▶ _THE DATA_
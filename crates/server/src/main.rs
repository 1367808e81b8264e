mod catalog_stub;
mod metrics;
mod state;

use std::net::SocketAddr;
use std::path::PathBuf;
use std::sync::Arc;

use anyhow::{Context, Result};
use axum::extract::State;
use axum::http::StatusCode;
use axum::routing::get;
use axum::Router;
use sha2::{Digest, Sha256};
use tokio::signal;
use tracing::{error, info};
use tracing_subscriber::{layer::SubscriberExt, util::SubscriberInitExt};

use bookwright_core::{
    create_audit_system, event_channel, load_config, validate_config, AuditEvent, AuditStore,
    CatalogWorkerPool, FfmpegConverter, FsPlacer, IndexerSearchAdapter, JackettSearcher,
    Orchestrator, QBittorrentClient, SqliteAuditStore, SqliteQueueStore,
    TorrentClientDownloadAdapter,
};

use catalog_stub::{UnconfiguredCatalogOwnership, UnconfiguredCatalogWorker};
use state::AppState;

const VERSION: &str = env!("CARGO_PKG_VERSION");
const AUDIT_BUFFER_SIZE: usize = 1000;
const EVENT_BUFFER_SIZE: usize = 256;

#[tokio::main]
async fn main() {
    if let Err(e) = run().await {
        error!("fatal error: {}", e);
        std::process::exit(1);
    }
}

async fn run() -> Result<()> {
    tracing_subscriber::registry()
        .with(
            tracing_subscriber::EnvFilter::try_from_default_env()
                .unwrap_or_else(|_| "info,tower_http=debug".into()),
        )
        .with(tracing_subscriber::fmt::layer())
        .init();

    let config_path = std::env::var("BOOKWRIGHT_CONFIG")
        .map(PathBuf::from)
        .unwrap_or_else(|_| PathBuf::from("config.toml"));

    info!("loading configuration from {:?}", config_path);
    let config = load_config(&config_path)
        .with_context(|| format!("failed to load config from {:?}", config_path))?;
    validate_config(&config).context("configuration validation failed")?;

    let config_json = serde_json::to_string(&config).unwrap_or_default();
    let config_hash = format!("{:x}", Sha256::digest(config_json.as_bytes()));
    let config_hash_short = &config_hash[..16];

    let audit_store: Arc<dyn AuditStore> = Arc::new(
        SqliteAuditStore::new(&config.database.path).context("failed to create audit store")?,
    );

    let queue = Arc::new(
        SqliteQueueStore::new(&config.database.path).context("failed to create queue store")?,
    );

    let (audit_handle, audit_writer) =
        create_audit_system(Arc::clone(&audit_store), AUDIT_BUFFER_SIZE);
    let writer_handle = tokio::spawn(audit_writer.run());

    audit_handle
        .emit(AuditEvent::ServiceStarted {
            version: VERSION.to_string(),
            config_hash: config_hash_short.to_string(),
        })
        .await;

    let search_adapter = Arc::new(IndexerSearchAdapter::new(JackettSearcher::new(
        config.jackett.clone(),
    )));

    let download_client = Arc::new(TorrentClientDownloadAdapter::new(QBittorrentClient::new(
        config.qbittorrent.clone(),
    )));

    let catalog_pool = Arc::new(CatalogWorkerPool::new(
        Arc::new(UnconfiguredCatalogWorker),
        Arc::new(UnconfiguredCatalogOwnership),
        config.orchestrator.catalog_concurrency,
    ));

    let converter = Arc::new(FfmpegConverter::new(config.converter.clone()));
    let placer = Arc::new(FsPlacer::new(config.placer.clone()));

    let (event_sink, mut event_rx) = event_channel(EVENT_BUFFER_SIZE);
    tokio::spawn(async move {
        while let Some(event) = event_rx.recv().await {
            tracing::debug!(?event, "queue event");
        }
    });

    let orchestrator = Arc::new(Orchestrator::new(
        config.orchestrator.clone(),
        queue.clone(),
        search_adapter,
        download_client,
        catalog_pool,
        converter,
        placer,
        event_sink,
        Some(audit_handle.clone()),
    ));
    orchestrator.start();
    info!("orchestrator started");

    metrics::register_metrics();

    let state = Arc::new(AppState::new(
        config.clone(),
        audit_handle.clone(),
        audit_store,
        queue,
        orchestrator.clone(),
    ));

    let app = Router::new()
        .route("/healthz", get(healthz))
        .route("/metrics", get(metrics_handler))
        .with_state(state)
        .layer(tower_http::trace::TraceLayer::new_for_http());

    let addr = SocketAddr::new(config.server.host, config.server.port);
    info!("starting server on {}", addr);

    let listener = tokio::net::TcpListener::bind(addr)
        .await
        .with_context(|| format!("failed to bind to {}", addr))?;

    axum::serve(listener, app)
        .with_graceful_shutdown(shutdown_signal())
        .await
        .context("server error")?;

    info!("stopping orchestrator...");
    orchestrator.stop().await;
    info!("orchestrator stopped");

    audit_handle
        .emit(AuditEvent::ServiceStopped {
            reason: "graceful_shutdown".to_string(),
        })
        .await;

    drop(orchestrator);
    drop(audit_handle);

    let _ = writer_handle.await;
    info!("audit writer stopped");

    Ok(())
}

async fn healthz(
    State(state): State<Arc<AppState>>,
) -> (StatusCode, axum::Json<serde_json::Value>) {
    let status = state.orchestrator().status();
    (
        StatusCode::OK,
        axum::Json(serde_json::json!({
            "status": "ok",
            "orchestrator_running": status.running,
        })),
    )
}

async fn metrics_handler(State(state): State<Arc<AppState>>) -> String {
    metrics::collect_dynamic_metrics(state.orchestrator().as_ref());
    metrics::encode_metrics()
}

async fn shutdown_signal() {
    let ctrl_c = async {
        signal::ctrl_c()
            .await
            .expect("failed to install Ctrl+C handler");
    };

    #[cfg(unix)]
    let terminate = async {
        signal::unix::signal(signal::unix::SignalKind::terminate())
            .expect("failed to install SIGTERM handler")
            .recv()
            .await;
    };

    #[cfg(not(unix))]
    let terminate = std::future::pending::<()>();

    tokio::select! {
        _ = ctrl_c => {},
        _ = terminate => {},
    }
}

...

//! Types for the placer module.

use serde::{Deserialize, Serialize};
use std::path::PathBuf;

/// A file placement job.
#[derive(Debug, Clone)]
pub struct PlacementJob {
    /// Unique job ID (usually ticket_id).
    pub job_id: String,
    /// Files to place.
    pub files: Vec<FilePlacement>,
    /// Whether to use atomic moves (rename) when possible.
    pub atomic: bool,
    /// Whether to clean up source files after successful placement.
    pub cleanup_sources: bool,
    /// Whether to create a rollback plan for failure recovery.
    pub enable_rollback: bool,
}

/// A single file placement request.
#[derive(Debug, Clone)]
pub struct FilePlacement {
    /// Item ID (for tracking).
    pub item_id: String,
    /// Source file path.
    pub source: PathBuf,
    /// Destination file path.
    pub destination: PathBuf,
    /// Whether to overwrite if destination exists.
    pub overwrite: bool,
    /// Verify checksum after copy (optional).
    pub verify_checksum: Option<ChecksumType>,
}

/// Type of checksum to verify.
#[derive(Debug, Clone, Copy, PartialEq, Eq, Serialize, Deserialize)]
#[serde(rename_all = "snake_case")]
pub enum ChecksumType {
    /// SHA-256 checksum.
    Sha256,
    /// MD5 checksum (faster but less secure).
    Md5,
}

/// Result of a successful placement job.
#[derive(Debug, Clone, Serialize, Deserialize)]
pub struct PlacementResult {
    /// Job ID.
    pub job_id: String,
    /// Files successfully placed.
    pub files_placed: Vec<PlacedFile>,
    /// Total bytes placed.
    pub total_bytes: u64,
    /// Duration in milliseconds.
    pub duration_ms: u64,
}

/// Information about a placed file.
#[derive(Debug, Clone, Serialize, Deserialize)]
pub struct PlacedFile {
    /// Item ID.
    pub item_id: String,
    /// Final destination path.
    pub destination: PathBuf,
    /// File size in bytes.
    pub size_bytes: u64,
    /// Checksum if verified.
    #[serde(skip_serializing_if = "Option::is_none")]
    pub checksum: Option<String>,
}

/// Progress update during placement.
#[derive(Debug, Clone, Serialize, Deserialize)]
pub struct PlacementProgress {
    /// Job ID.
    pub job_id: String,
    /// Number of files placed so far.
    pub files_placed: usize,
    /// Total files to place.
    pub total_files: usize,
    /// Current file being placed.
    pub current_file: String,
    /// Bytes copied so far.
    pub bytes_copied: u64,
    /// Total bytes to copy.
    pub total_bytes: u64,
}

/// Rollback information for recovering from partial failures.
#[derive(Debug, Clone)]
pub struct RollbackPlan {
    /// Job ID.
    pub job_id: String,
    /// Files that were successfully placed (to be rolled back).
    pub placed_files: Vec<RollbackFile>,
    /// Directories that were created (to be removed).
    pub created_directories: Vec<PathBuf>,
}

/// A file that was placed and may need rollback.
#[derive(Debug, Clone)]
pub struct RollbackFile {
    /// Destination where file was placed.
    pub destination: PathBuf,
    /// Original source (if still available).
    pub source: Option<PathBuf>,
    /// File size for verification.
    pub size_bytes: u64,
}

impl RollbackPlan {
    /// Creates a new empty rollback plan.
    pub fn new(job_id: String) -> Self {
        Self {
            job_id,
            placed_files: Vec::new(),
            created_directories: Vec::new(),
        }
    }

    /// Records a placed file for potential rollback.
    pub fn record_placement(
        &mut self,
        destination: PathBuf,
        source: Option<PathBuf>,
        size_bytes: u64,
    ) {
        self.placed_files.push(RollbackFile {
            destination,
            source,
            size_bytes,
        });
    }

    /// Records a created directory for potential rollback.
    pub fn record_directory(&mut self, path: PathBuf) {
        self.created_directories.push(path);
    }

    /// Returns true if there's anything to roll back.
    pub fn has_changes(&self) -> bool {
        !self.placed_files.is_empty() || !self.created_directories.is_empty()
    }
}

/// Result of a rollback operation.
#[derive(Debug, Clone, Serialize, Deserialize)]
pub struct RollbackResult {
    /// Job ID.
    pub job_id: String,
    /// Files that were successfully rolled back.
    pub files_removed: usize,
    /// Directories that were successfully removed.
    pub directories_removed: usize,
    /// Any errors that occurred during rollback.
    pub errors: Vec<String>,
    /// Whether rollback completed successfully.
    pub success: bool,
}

▶ _YOUR TASK_
Single out each line of the records above with the string "push" in it, and copy it.

▶ _RESPONSE FOR THIS EXERCISE_
        self.placed_files.push(RollbackFile {
        self.created_directories.push(path);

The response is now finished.